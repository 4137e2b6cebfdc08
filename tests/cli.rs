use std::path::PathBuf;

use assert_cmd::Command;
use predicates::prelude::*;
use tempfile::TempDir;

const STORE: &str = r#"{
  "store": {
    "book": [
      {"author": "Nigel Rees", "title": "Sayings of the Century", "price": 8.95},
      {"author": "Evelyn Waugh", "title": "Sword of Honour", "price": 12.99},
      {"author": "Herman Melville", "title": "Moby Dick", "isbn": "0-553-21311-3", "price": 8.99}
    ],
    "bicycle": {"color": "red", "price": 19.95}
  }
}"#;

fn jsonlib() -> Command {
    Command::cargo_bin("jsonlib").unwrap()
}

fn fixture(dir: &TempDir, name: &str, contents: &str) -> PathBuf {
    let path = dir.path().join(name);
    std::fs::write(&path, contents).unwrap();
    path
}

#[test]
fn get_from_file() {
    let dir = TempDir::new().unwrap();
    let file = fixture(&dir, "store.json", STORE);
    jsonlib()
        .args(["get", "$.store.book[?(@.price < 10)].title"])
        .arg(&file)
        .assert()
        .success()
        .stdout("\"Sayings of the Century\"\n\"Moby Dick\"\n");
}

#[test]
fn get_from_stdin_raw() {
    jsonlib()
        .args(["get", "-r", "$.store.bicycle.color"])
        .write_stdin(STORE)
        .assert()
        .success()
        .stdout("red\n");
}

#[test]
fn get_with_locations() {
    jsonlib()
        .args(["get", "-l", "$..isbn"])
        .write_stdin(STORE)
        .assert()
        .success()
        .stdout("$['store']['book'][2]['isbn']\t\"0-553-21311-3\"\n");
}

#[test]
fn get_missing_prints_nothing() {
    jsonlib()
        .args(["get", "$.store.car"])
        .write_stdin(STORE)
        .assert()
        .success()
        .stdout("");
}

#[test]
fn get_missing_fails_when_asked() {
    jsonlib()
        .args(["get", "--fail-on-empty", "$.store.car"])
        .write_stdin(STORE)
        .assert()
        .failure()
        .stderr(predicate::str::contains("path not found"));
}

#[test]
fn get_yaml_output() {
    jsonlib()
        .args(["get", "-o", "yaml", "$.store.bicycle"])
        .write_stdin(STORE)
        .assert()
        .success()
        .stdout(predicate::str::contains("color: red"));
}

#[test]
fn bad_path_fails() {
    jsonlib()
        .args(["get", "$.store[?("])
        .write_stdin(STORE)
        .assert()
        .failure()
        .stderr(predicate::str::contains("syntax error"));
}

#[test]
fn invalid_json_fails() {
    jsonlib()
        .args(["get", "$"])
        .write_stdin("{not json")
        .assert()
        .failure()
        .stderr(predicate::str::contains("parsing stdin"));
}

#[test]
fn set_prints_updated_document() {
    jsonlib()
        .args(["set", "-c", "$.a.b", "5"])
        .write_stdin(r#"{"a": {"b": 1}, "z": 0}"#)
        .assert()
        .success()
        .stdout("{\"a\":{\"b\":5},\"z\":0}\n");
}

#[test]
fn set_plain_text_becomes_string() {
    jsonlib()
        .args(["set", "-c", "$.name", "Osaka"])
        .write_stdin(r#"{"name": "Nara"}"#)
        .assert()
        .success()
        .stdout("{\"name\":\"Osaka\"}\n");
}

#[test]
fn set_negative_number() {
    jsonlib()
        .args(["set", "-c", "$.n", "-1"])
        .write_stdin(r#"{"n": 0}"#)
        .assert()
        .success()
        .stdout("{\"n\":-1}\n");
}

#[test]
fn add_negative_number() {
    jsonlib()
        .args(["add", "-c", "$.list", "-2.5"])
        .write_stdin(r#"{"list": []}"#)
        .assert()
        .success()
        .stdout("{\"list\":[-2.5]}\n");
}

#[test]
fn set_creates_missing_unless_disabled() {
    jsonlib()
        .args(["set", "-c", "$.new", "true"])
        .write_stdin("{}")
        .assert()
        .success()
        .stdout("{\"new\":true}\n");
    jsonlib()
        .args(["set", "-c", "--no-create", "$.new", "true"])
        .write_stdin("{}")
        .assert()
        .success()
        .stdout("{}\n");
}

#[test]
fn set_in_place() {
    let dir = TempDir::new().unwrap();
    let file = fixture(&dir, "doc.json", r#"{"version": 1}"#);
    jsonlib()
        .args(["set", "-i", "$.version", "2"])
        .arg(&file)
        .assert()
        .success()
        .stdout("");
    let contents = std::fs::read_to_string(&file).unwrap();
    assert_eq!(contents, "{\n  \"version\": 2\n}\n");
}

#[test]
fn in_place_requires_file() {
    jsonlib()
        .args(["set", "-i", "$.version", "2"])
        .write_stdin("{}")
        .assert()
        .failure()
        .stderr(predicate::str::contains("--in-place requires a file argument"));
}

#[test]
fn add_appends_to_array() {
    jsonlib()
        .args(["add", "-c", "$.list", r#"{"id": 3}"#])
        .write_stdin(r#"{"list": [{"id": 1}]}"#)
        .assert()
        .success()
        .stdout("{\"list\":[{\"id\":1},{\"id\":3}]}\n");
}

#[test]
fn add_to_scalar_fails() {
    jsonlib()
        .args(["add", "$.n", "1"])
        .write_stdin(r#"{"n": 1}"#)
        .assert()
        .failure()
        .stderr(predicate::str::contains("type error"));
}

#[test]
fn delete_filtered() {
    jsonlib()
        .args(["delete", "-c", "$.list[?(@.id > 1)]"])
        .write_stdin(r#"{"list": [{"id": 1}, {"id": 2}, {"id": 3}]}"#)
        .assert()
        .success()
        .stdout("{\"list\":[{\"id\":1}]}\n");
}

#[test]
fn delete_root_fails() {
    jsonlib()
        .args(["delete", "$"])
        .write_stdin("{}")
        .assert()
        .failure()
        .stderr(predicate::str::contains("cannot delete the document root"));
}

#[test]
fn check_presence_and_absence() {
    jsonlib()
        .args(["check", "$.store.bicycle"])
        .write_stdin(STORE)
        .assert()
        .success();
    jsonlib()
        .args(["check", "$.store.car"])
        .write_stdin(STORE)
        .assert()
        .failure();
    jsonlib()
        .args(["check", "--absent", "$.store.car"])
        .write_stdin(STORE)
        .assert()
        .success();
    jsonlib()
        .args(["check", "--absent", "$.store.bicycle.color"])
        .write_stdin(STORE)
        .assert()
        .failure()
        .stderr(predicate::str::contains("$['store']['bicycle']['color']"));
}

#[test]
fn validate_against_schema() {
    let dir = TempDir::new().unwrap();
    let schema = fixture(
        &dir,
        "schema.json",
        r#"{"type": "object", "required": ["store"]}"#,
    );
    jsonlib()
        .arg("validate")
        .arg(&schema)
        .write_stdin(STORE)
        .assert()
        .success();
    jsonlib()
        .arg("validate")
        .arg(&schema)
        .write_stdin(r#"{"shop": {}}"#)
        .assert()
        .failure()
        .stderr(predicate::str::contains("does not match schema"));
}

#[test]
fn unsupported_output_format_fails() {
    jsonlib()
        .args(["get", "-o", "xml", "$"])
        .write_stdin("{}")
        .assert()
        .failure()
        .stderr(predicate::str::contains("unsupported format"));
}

☆ ☆ ☆ ☆ ☆ ☆ ☆

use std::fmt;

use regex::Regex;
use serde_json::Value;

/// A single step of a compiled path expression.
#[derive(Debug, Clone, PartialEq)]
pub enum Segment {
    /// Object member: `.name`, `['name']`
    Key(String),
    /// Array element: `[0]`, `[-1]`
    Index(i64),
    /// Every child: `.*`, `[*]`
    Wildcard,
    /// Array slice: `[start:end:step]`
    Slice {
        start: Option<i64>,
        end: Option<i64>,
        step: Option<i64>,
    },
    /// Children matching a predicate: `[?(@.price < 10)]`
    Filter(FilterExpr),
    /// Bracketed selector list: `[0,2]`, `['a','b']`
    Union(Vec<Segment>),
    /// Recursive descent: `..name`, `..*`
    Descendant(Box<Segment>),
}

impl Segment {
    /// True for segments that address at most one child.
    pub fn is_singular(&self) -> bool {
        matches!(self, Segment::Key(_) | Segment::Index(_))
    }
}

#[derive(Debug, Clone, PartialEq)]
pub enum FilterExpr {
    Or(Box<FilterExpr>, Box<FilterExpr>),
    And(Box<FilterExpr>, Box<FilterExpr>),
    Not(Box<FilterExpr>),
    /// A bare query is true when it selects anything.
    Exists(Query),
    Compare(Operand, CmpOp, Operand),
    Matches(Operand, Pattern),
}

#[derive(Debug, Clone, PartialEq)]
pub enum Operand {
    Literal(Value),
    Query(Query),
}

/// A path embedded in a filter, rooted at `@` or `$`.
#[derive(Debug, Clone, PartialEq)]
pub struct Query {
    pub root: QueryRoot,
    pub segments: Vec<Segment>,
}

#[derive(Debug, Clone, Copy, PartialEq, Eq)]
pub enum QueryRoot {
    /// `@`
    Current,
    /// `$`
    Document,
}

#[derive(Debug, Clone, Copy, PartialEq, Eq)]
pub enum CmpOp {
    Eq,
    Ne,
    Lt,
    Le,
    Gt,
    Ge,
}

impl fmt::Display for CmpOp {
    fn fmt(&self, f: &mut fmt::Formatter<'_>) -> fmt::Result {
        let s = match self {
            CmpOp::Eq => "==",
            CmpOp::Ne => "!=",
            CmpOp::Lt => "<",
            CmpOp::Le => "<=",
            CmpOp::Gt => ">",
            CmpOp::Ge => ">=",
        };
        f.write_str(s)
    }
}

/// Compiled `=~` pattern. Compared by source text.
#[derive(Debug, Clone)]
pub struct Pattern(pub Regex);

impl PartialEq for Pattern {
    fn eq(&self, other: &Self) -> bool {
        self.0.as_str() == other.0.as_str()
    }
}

☆ ☆ ☆ ☆ ☆ ☆ ☆

What you have to do: Please go through the material and return each line where the word "Regex" appears.

Solution:
use regex::Regex;
pub struct Pattern(pub Regex);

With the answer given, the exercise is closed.